• **WHAT IS REQUIRED**: Among the entries below, count the lines with "body" in them and state the total without comment.

-.-.-

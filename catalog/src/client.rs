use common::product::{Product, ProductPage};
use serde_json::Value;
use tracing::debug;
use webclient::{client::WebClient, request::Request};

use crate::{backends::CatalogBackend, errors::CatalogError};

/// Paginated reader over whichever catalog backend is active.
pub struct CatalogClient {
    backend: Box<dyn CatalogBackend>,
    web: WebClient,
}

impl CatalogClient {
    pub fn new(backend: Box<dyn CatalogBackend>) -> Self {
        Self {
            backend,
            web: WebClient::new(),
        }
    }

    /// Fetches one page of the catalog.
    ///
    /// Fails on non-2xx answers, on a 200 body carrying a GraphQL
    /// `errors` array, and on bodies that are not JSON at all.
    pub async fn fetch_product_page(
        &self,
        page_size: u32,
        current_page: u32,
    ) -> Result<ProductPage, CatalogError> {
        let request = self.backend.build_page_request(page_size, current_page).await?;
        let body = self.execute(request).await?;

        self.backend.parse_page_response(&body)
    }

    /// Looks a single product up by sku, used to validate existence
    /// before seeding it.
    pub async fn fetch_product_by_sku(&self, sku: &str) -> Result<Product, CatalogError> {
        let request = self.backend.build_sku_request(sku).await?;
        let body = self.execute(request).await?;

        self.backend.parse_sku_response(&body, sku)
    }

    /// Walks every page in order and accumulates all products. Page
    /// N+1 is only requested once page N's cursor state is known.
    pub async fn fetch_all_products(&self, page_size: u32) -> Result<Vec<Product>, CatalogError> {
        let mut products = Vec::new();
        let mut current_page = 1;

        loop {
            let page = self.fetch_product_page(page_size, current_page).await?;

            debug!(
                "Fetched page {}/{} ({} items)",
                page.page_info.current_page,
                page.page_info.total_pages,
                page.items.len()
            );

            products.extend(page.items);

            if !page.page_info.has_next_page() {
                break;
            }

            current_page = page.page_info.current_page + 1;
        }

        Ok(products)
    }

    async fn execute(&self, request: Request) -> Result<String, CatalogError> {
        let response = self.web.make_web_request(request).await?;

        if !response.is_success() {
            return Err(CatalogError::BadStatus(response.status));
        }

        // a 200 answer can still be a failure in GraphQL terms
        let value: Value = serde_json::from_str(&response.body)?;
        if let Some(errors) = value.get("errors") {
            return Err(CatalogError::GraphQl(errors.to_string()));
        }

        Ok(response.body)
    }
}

-.-.-

• **EXERCISE RESPONSE**: 7